For scoring of the included studies, we derived upon previously provided guidance for scoring evidence within the TEHAI framework [15]. The TEHAI framework is composed of 3 overarching components: capability, utility, and adoption. Each component comprises numerous subcomponent questions, of which there are 15 in total. The scoring of each TEHAI subcomponent is based on a range of 0-3, depending on the criteria met by the study. In this study, we also investigated the sums of these scores at the component level to provide a better overview of data. In addition, TEHAI facilitates direct comparisons between specific studies using a weighting mechanism that further emphasizes the importance of translatability (see the last column in Table 1). However, for this study, where we focused on the aggregate statistical patterns, weighting was not used.

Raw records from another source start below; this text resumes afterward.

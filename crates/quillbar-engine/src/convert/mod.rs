//! Conversion between the persisted text body and the editable tree.
//!
//! The pair is a lossy-but-stable round trip: `from_editable_tree` of a
//! freshly serialized tree re-parses to the same blocks as the source
//! text, and any normalisation it applies (heading levels, list
//! separators, trailing blanks) is a fixed point on the second pass.

mod deserialize;
mod serialize;

pub use deserialize::from_editable_tree;
pub use serialize::to_editable_tree;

We also asked reviewers to report on a select number of data extraction questions that would enable us to further tease apart which components of a study may influence the score obtained. These questions covered (1) the broad type of the AI algorithm, (2) methodological or clinical focus, (3) open source or proprietary software, (4) the data set size, (5) the country of origin, and (6) imaging or nonimaging data.

Data Analysis

Associations between groupings of papers and the distributions of subcomponent scores were assessed with the Fisher exact test. Correlations between subcomponents were calculated using the Kendall formula. Component scores were calculated by adding the relevant subcomponent scores together; group differences in mean component scores were assessed using the t-test. As there are 15 subcomponents, we set a multiple testing threshold of P<.003 to indicate 5% type 1 error probability under the Bonferroni correction for 15 independent tests. Unless otherwise indicated, mean (SE) scores were calculated.

TEHAI Subcomponent Scores

A total of 102 manuscripts were reviewed by 9 reviewers (mean 22.67 per reviewer, SD 7.71, min.=11, max.=36), with the same 2 reviewers scoring the same manuscript an average of 2.83 times (SD 2.58, min.=0, max.=13). The Cohen κ statistic for interreviewer reliability was 0.45, with an asymptomatic SE of 0.017 over the 2 independent reviewers. The reviewer scores were in moderate agreement (κ=0.45) according to Cohen’s original tiers [23]. In practice, this means that the scoring system was successful in capturing important and consistent information from the COVID-19 papers, but there would be too much disagreement due to reviewer background or random noise for demanding applications, such as clinical diagnoses [24]. Given that the role of the TEHAI framework is to provide guidance and decision support (not diagnoses), moderate accuracy is sufficient for a meaningful practical benefit for AI development. Nevertheless, the question of reviewer bias should be revisited in future updates to the framework.

Overall, the capability component scored the highest mean score, followed by adoption and utility (Figure 1A). At the subcomponent level, the poorest-performing questions were nonmaleficence (93/102, 91.2%, scoring 0 points), followed closely by safety and quality, external validity, and the number of services (Figure 1B).

We observed moderate positive correlation (R=0.19-0.43) between most capability component questions (data source vs: internal validation R=0.43, external validation R=0.20, performance R=0.33, and use case R=0.37; internal validation vs: performance R=0.40, use case R=0.31; performance vs use case R=0.32), with the exception of the subcomponent objective of study (objective of study vs: data source R=0.13, internal validation R=0.09, external validation R=0.08); see Figure 2. This indicated that if a study scored well in one subcomponent of the capability component, then it was also likely to score well in the other capability subcomponents, with the exception of the “objective of the study” subcomponent. Furthermore, there was also a correlation between the subcomponents belonging to the capability component and the “generalizability and contextualization” (R=0.19-0.31), “transparency” (R=0.11-0.27), and “alignment with the domain” (R=0.13-0.40) subcomponents, as well as our data extraction question 9 (method of machine learning used; R=0.11-0.24); see Figure 2. There was also a significant, moderate correlation between most adoption component questions (R=0.18-0.42), with the exception of the “alignment with the domain” subcomponent (R=0.04-0.26); see Figure 2. A significant negative correlation was observed between a country’s gross domestic product (GDP) and imaging studies (R=–0.30), indicating that high-GDP countries are less likely to conduct imaging studies than middle-GDP countries. The negative correlation between the audience (clinical or methodological) and the number of services (R=–0.36) indicated that methodological studies are less likely to be associated with numerous services than clinical studies. Code availability was inversely correlated with transparency (R=–0.36), as expected (open source was 1 of the assessment conditions).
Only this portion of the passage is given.